> _TASK INSTRUCTIONS_
Pull out every line below containing the word "stderr".

> _AVAILABLE DATA_
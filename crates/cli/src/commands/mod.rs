//! Command implementations.
//!
//! Each command builds the view-model for its screen, drives it against the
//! API, and renders the resulting state. View failures are printed to stderr
//! and reported as [`CliError::Reported`] so `main` exits non-zero without
//! repeating them.

pub mod admin;
pub mod auth;
pub mod tasks;

use std::io::{self, Write};
use std::sync::Arc;

use taskmanager_client::views::{AdminDashboard, AdminTab, TaskBoard};
use taskmanager_client::{
    ApiClient, ApiError, ClientConfig, ConfigError, FileTokenStorage, Outcome, Screen,
    SessionStore, StorageError, ViewHandle,
};
use thiserror::Error;
use tracing::debug;

use crate::{prompt, render};

/// Errors that end a command.
#[derive(Debug, Error)]
pub enum CliError {
    #[error(transparent)]
    Config(#[from] ConfigError),

    #[error(transparent)]
    Api(#[from] ApiError),

    #[error(transparent)]
    Storage(#[from] StorageError),

    #[error("Prompt failed: {0}")]
    Prompt(#[from] dialoguer::Error),

    #[error("Output error: {0}")]
    Io(#[from] io::Error),

    /// Already shown to the user.
    #[error("command failed")]
    Reported,
}

/// Shared state for one command invocation.
pub struct Context {
    pub api: ApiClient,
}

impl Context {
    /// Load configuration and restore the saved session.
    pub fn from_env() -> Result<Self, CliError> {
        let config = ClientConfig::from_env()?;
        debug!(api_url = %config.api_url, session_file = %config.session_file.display(), "Loaded config");

        let storage = FileTokenStorage::new(&config.session_file);
        let session = Arc::new(SessionStore::init(storage));
        let api = ApiClient::new(&config, session)?;
        Ok(Self { api })
    }

    pub fn session(&self) -> &SessionStore {
        self.api.session()
    }

    /// Fail unless a token is held.
    pub async fn require_login(&self) -> Result<(), CliError> {
        if self.session().is_authenticated().await {
            Ok(())
        } else {
            Err(fail("Not logged in. Run `tm login <username>` first."))
        }
    }
}

/// Print `message` to stderr and return [`CliError::Reported`].
pub fn fail(message: &str) -> CliError {
    let _ = writeln!(io::stderr().lock(), "✗ {message}");
    CliError::Reported
}

/// Turn a view outcome into a command result.
///
/// `message` is the error or notice the view recorded. A declined
/// confirmation is not an error and yields `Ok(None)`.
pub fn settle<T>(outcome: Outcome<T>, message: Option<&str>) -> Result<Option<T>, CliError> {
    match outcome {
        Outcome::Completed(value) => Ok(Some(value)),
        Outcome::Cancelled => {
            writeln!(io::stdout().lock(), "Cancelled.")?;
            Ok(None)
        }
        Outcome::Failed(e) => {
            debug!(error = %e, "Request failed");
            let shown = message.map_or_else(|| e.to_string(), str::to_string);
            if e.status() == Some(401) {
                let _ = writeln!(
                    io::stderr().lock(),
                    "✗ {shown}\n  The server rejected the session; run `tm login` again."
                );
                return Err(CliError::Reported);
            }
            Err(fail(&shown))
        }
        Outcome::Rejected | Outcome::Ignored | Outcome::Discarded => {
            Err(message.map_or(CliError::Reported, fail))
        }
    }
}

/// Open the screen that matches the session.
pub async fn dashboard(ctx: &Context, tab: AdminTab) -> Result<(), CliError> {
    let session = ctx.session().snapshot().await;
    let welcome = session.user.as_ref().map_or_else(
        || "Welcome!".to_string(),
        |user| format!("Welcome, {}!", user.username),
    );

    match Screen::resolve(&session) {
        Screen::Login => Err(fail("Not logged in. Run `tm login <username>` first.")),
        Screen::Dashboard => {
            let mut board = TaskBoard::new(ViewHandle::new());
            let outcome = prompt::with_spinner("Loading tasks...", board.refresh(&ctx.api)).await;
            let notice = board.take_notice();
            settle(outcome, notice.as_ref().map(|n| n.message()))?;

            let mut out = io::stdout().lock();
            render::header(&mut out, "Task Manager Dashboard")?;
            writeln!(out, "{welcome}")?;
            writeln!(out)?;
            render::task_list(&mut out, board.tasks().as_slice())?;
            Ok(())
        }
        Screen::AdminDashboard => {
            let mut console = AdminDashboard::new(ViewHandle::new());
            console.select(tab);
            admin::render_console(ctx, &mut console, &welcome).await
        }
    }
}

#[cfg(test)]
mod tests {
    use super::*;

    #[test]
    fn test_settle_completed() {
        let result = settle(Outcome::Completed(5), None);
        assert!(matches!(result, Ok(Some(5))));
    }

    #[test]
    fn test_settle_rejected_is_error() {
        let result = settle::<()>(Outcome::Rejected, Some("Title is required"));
        assert!(matches!(result, Err(CliError::Reported)));
    }

    #[test]
    fn test_settle_failed_is_error() {
        let outcome = Outcome::<()>::Failed(ApiError::Validation("Nothing to update".to_string()));
        assert!(matches!(settle(outcome, None), Err(CliError::Reported)));
    }
}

> _ANSWER SECTION_
//! API, and renders the resulting state. View failures are printed to stderr
/// Print `message` to stderr and return [`CliError::Reported`].
    let _ = writeln!(io::stderr().lock(), "✗ {message}");
                    io::stderr().lock(),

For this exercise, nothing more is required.